As for the superiority of weapon design, the claim that Beijing might have stolen US blueprints -- a claim that was subsequently amplified by the Cox Report -- made the Republicans in the Senate suspect that the US lead was not very secure. A Chinese-American scientist working at the Los Alamos nuclear weapons laboratory was thought to have engaged in espionage and was dismissed. However, the fact that no charges have been brought against him suggests that the espionage issue has been blown out of proportion by the Republicans or by those sections of the US military establishment anxious to kill the CTBT.

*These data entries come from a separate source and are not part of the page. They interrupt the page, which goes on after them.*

// lexcor-ldcalc: score joined anagram pairs into correction records.
//
// Walks an index file produced by lexcor-indexer, dereferences every key
// pair back into word buckets through the anagram-hash file, and emits a
// fourteen-field candidate record for every cross-bucket pair that passes
// the edit-distance and frequency gates. Disambiguation hints for short
// n-gram parts land in a companion .ambi file.

use std::collections::BTreeSet;
use std::io::Write;
use std::path::Path;

use lexcor::ldcalc::{LdCalc, LdCalcConfig};
use lexcor::tables::{load_tagged_confusions, Alphabet, AnagramBuckets, FreqTables};
use lexcor::Verbosity;
use lexcor_cli::{
    create_output, ensure_extension, fatal, has_extension, open_input, print_version,
    thread_count, Options,
};

fn usage(name: &str) {
    eprintln!("usage: {name}");
    eprintln!("\t--index <indexfile>\tas produced by lexcor-indexer.");
    eprintln!("\t--hash <anahash>\tthe anagram hash file.");
    eprintln!("\t--clean <cleanfile>\tthe validated word frequency list.");
    eprintln!("\t--diac <diacriticsfile>\ta list of 'diacritical' confusions.");
    eprintln!("\t--hist <historicalfile>\ta list of 'historical' confusions.");
    eprintln!("\t--alph <alphabet>\tan alphabet file.");
    eprintln!("\t--nohld\tignore --LD for 'historical' confusions.");
    eprintln!("\t-o <outputfile>");
    eprintln!("\t-t <threads> or --threads <threads>\tnumber of worker threads,");
    eprintln!("\t\tor \"max\" for all available cores minus two.");
    eprintln!("\t--LD <distance>\tthe edit distance to use (1-10, default 2).");
    eprintln!("\t--artifrq <artifreq>\tthe artificial frequency floor.");
    eprintln!("\t-h or --help\tthis message");
    eprintln!("\t-v\tbe verbose, repeat to be more verbose");
    eprintln!("\t-V or --version\tshow version");
}

fn main() {
    let mut opts = Options::from_env();
    let progname = "lexcor-ldcalc";
    if opts.is_empty() || opts.extract_flag(&["-h", "--help"]) {
        usage(progname);
        return;
    }
    if opts.extract_flag(&["-V", "--version"]) {
        print_version(progname);
        return;
    }
    let verbosity = Verbosity(opts.count_verbose());
    let no_khc_ld = opts.extract_flag(&["--nohld"]);

    let Some(index_file) = opts.extract_value(&["--index"]) else {
        fatal("missing --index option");
    };
    if !has_extension(&index_file, ".index") && !has_extension(&index_file, ".indexNT") {
        fatal("--index files must have extension: '.index' or '.indexNT'");
    }
    let Some(hash_file) = opts.extract_value(&["--hash"]) else {
        fatal("missing --hash option");
    };
    let Some(clean_file) = opts.extract_value(&["--clean"]) else {
        fatal("missing --clean option");
    };
    let alph_file = opts.extract_value(&["--alph"]);
    let hist_file = opts.extract_value(&["--hist"]);
    let diac_file = opts.extract_value(&["--diac"]);
    if let Some(ref f) = diac_file {
        if !has_extension(f, ".diac") {
            fatal(&format!("invalid extension for --diac file '{f}' (must be .diac)"));
        }
    }
    let out_file = match opts.extract_value(&["-o"]) {
        Some(name) => ensure_extension(name, ".ldcalc"),
        None => format!("{index_file}.ldcalc"),
    };
    let ambi_file = format!("{out_file}.ambi");
    let artifreq = match opts.extract_value(&["--artifrq"]) {
        Some(v) => v
            .parse::<u64>()
            .unwrap_or_else(|_| fatal(&format!("illegal value for --artifrq ({v})"))),
        None => 0,
    };
    let ld_limit = match opts.extract_value(&["--LD"]) {
        Some(v) => {
            let ld = v
                .parse::<usize>()
                .unwrap_or_else(|_| fatal(&format!("illegal value for --LD ({v})")));
            if !(1..=10).contains(&ld) {
                fatal(&format!("invalid LD value: {ld} (1-10 is OK)"));
            }
            ld
        }
        None => 2,
    };
    let threads = match opts.extract_value(&["-t", "--threads"]) {
        Some(v) => {
            let n = thread_count(&v).unwrap_or_else(|e| fatal(&e));
            println!("running on {n} threads.");
            n
        }
        None => 1,
    };
    if let Some(unsupported) = opts.unsupported() {
        eprintln!("unsupported option: {unsupported}");
        usage(progname);
        std::process::exit(1);
    }
    if !opts.positionals().is_empty() {
        fatal("no positional arguments expected");
    }

    let alphabet = match alph_file {
        Some(f) => {
            println!("{progname}: reading alphabet: {f}");
            Alphabet::load(Path::new(&f)).unwrap_or_else(|e| fatal(&e.to_string()))
        }
        None => Alphabet::default(),
    };
    println!("{progname}: read {} letters with frequencies", alphabet.len());

    println!("{progname}: reading clean file: {clean_file}");
    let freqs =
        FreqTables::load(Path::new(&clean_file), artifreq).unwrap_or_else(|e| fatal(&e.to_string()));
    println!("{progname}: read {} clean words with frequencies", freqs.len());
    println!("{progname}: skipped {} n-grams", freqs.skipped);

    let hist = match hist_file {
        Some(f) => {
            let set =
                load_tagged_confusions(Path::new(&f)).unwrap_or_else(|e| fatal(&e.to_string()));
            if set.is_empty() {
                eprintln!(
                    "{progname}: the historical confusions file {f} doesn't seem to be in the \
                     right format."
                );
                eprintln!(" should contain lines like: 10331739614#f~s");
            } else {
                println!("{progname}: read {} historical confusions.", set.len());
            }
            set
        }
        None => BTreeSet::new(),
    };

    let diac = match diac_file {
        Some(f) => {
            let set =
                load_tagged_confusions(Path::new(&f)).unwrap_or_else(|e| fatal(&e.to_string()));
            if set.is_empty() {
                fatal(&format!(
                    "the diacritical confusions file {f} doesn't seem to be in the right format. \
                     should contain lines like: 10331739614#e~é"
                ));
            }
            println!("{progname}: read {} diacritical confusions.", set.len());
            set
        }
        None => BTreeSet::new(),
    };

    let buckets =
        AnagramBuckets::load(Path::new(&hash_file)).unwrap_or_else(|e| fatal(&e.to_string()));
    println!("{progname}: read {} hash values", buckets.len());

    let cfg = LdCalcConfig {
        ld_limit,
        artifreq,
        no_khc_ld,
        threads,
        verbosity,
    };
    let out = create_output(&out_file);
    let calc = LdCalc::new(&cfg, &buckets, &freqs, &alphabet, &hist, &diac, out)
        .unwrap_or_else(|e| fatal(&e.to_string()));

    let index_reader = open_input(&index_file);
    calc.process_index(index_reader, Path::new(&index_file))
        .unwrap_or_else(|e| fatal(&e.to_string()));

    println!();
    println!("creating .ambi file: {ambi_file}");
    let mut ambi_out = create_output(&ambi_file);
    let (_out, stats) = calc
        .finish(&mut ambi_out)
        .unwrap_or_else(|e| fatal(&e.to_string()));
    ambi_out
        .flush()
        .unwrap_or_else(|e| fatal(&format!("problem writing {ambi_file}: {e}")));
    if verbosity.at_least(1) {
        println!(
            "{progname}: {} index lines, {} comparisons, {} transposition records",
            stats.index_lines, stats.comparisons, stats.transpositions
        );
    }
    println!("{progname}: Done");
}
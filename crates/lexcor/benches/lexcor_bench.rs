// Criterion benchmarks for the two kernels the pipeline spends its time
// in: the code-point edit distance and the per-confusion two-pointer join.
//
// Run:
//   cargo bench -p lexcor

use criterion::{black_box, criterion_group, criterion_main, Criterion};

use lexcor::indexer::join_one;
use lexcor_core::levenshtein;

/// Word pairs of the typical 5-15 code-point shape the LD calculator sees.
const WORD_PAIRS: &[(&str, &str)] = &[
    ("huis", "huys"),
    ("straat", "staart"),
    ("gezelschap", "gezelschaq"),
    ("vaderlandsch", "vaderlantsch"),
    ("overeenkomst", "overeenkomften"),
    ("maatschappij", "maetschappy"),
];

fn bench_levenshtein(c: &mut Criterion) {
    let pairs: Vec<(Vec<char>, Vec<char>)> = WORD_PAIRS
        .iter()
        .map(|(a, b)| (a.chars().collect(), b.chars().collect()))
        .collect();
    c.bench_function("levenshtein word pairs", |b| {
        b.iter(|| {
            let mut total = 0usize;
            for (x, y) in &pairs {
                total += levenshtein::distance(black_box(x), black_box(y));
            }
            total
        })
    });
}

fn bench_join(c: &mut Criterion) {
    // 100k admissible keys with irregular gaps, swept by one confusion.
    let admissible: Vec<i64> = (0..100_000i64).map(|n| n * 7 + (n % 13)).collect();
    c.bench_function("index join single confusion", |b| {
        b.iter(|| join_one(black_box(&admissible), black_box(91), None))
    });
}

criterion_group!(benches, bench_levenshtein, bench_join);
criterion_main!(benches);
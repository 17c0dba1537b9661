//! Post-OCR lexical correction engine.
//!
//! The pipeline runs in three batch stages, each reading the previous
//! stage's output from flat line-delimited text files:
//!
//! - [`indexer`] -- joins the corpus anagram-key set against the character
//!   confusion set: for every confusion `c`, every admissible key `a` with
//!   `a + c` also in the corpus.
//! - [`ldcalc`] -- dereferences joined key pairs back into word buckets,
//!   scores every cross-bucket word pair by code-point edit distance, and
//!   emits candidate correction records plus an ambiguity side table.
//! - [`chain`] / [`chainclean`] -- unions ranked candidates into
//!   equivalence classes under a canonical head, then prunes chains whose
//!   variants are explained by already-resolved unigram corrections.
//!
//! Input tables (anagram buckets, frequency lists, alphabet, confusion
//! sets, foci, validated lexicon) are loaded by [`tables`]. All loaders
//! return [`LexcorError`] instead of exiting; the binaries in `lexcor-cli`
//! decide how failures surface.

pub mod chain;
pub mod chainclean;
pub mod indexer;
pub mod ldcalc;
pub mod tables;

use std::path::PathBuf;

/// Error type covering every failure mode of the engine.
///
/// The stages distinguish hard data errors (malformed required input) from
/// recoverable skips; only the former surface here. Skip counts are
/// reported through the loader structs instead.
#[derive(Debug, thiserror::Error)]
pub enum LexcorError {
    /// A required input could not be opened.
    #[error("problem opening {path}: {source}")]
    Open {
        path: PathBuf,
        source: std::io::Error,
    },

    /// Reading from an already-open input failed.
    #[error("problem reading {path}: {source}")]
    Read {
        path: PathBuf,
        source: std::io::Error,
    },

    /// A line of a required input violates its format.
    #[error("{path}:{line}: {msg}")]
    Data {
        path: PathBuf,
        line: u64,
        msg: String,
    },

    /// More than ten malformed lines were seen in an index file.
    #[error("too many problems in index file {path}, terminated")]
    IndexErrors { path: PathBuf },

    /// The chain builder found its head/member tables out of sync.
    #[error("{0}")]
    Invariant(String),

    /// The worker pool could not be constructed.
    #[error("unable to build worker pool: {0}")]
    Pool(String),

    /// An output stream failed.
    #[error("output error: {0}")]
    Output(#[from] std::io::Error),
}

/// How chatty a stage is on stderr. `0` is silent apart from warnings;
/// each level adds the diagnostics described in the stage documentation.
/// Carried in the stage configs -- never a global.
#[derive(Debug, Clone, Copy, Default, PartialEq, Eq, PartialOrd, Ord)]
pub struct Verbosity(pub u8);

impl Verbosity {
    /// True when the verbosity level is `level` or higher.
    pub fn at_least(self, level: u8) -> bool {
        self.0 >= level
    }
}

/// Split `s` at every occurrence of `sep`, dropping empty segments.
///
/// All the pipeline's file formats treat consecutive separators and
/// leading/trailing separators as if they enclosed nothing.
pub(crate) fn split_nonempty(s: &str, sep: char) -> Vec<&str> {
    s.split(sep).filter(|p| !p.is_empty()).collect()
}

#[cfg(test)]
mod tests {
    use super::*;

    #[test]
    fn split_nonempty_drops_empty_segments() {
        assert_eq!(split_nonempty("a#b#c", '#'), vec!["a", "b", "c"]);
        assert_eq!(split_nonempty("a##b#", '#'), vec!["a", "b"]);
        assert_eq!(split_nonempty("###", '#'), Vec::<&str>::new());
        assert_eq!(split_nonempty("", '#'), Vec::<&str>::new());
    }

    #[test]
    fn verbosity_threshold() {
        assert!(Verbosity(2).at_least(2));
        assert!(Verbosity(3).at_least(2));
        assert!(!Verbosity(1).at_least(2));
    }
}
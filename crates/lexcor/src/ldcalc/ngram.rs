// N-gram alignment analysis.
//
// Bucket entries may be `_`-joined n-grams. When two equally long n-grams
// differ in exactly one position, that differing part is the actual
// correction at work; if it is short and not already lexical it becomes a
// disambiguation hint in the ambiguity tables. The return value is the
// `ngramPoints` field of the emitted record.

use std::sync::Mutex;

use lexcor_core::casefold::lower;
use lexcor_core::NGRAM_SEPARATOR;

use super::AmbiguityTables;
use crate::tables::FreqTables;
use crate::{split_nonempty, Verbosity};

/// Differing parts shorter than this feed the ambiguity tables.
const SHORT_PART_LIMIT: usize = 6;

/// Compare two n-gram strings part-wise. Returns 1 when they are equally
/// long multi-grams differing in exactly one non-lexical part, 0 otherwise.
pub(crate) fn analyze_ngrams(
    ngram1: &str,
    ngram2: &str,
    freqs: &FreqTables,
    artifreq: u64,
    verbosity: Verbosity,
    ambiguity: &Mutex<AmbiguityTables>,
) -> u32 {
    let parts1 = split_nonempty(ngram1, NGRAM_SEPARATOR);
    let parts2 = split_nonempty(ngram2, NGRAM_SEPARATOR);
    if parts1.len() == 1 || parts1.len() != parts2.len() {
        return 0;
    }
    let mut diff: Option<(&str, &str)> = None;
    for (p1, p2) in parts1.iter().zip(parts2.iter()) {
        if p1 == p2 {
            continue;
        }
        if diff.is_some() {
            // More than one differing position.
            return 0;
        }
        diff = Some((p1, p2));
    }
    let Some((diff1, diff2)) = diff else {
        return 0;
    };
    if let Some(low) = freqs.low_freq_opt(&lower(diff1)) {
        if low >= artifreq {
            // Already a frequent word; translating won't help.
            return 0;
        }
    }
    if verbosity.at_least(2) {
        eprintln!("check candidate: {diff1} in n-grams pair: {ngram1} # {ngram2}");
    }
    if diff1.chars().count() < SHORT_PART_LIMIT {
        let pair = format!("{diff1}~{diff2}");
        let mut tables = ambiguity.lock().expect("lock poisoned");
        tables
            .pairs
            .entry(pair.clone())
            .or_default()
            .insert(format!("{ngram1}~{ngram2}"));
        *tables.counts.entry(pair).or_insert(0) += 1;
    }
    1
}

#[cfg(test)]
mod tests {
    use super::*;
    use crate::tables::FreqTables;

    fn freqs(entries: &[(&str, u64)]) -> FreqTables {
        let mut t = FreqTables::empty();
        for (w, f) in entries {
            t.add_line(&format!("{w} {f}"), 100);
        }
        t
    }

    fn run(n1: &str, n2: &str, t: &FreqTables) -> (u32, AmbiguityTables) {
        let ambiguity = Mutex::new(AmbiguityTables::default());
        let point = analyze_ngrams(n1, n2, t, 100, Verbosity(0), &ambiguity);
        (point, ambiguity.into_inner().expect("lock"))
    }

    #[test]
    fn aligned_bigram_pair_scores_a_point() {
        let t = freqs(&[("het", 500), ("huys", 3), ("huis", 400)]);
        let (point, tables) = run("het_huys", "het_huis", &t);
        assert_eq!(point, 1);
        assert_eq!(tables.counts.get("huys~huis"), Some(&1));
        let origins = tables.pairs.get("huys~huis").expect("pair recorded");
        assert!(origins.contains("het_huys~het_huis"));
    }

    #[test]
    fn unigrams_and_length_mismatches_score_nothing() {
        let t = freqs(&[]);
        assert_eq!(run("huys", "huis", &t).0, 0);
        assert_eq!(run("het_huys", "huis", &t).0, 0);
        assert_eq!(run("een_heel_huys", "het_huis", &t).0, 0);
    }

    #[test]
    fn more_than_one_difference_scores_nothing() {
        let t = freqs(&[]);
        let (point, tables) = run("het_oude_huys", "een_oude_huis", &t);
        assert_eq!(point, 0);
        assert!(tables.counts.is_empty());
    }

    #[test]
    fn identical_ngrams_score_nothing() {
        let t = freqs(&[]);
        assert_eq!(run("het_huis", "het_huis", &t).0, 0);
    }

    #[test]
    fn lexical_differing_part_scores_nothing() {
        let t = freqs(&[("huis", 400)]);
        let (point, tables) = run("het_huis", "het_huys", &t);
        assert_eq!(point, 0);
        assert!(tables.counts.is_empty());
    }

    #[test]
    fn long_differing_part_scores_without_hint() {
        let t = freqs(&[]);
        let (point, tables) = run("de_langdurige", "de_langdurihe", &t);
        assert_eq!(point, 1);
        assert!(tables.counts.is_empty());
    }
}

Another tantalising possibility is that China itself might have encouraged speculation about it having stolen weapon designs from the US so as to ensure that the Senate scuttled the CTBT. Certainly, its claims about possessing neutron bombs were not intended to pacify the Republican-dominated Senate. Even if the Chinese were not far behind the US in technological terms, the fact that Washington is proceeding with research and development of a missile defence system means it will have to continue research on more effective missiles and warheads.
The Senate vote might well have killed the CTBT -- Russian and Chinese ratification is bound to be delayed and India will not be in a hurry to sign -- but it is unlikely immediately to lead to a new round of nuclear testing. Mr Clinton insists that his government will stick to its moratorium on testing and both China and India have said they will also abide by their respective declarations not to test any further. But in the long-term, unless the US and other nuclear weapon states start taking their disarmament obligations seriously -- and the US abandons work on offensive `defensive' systems like missile defence -- the present hiatus is bound to give way.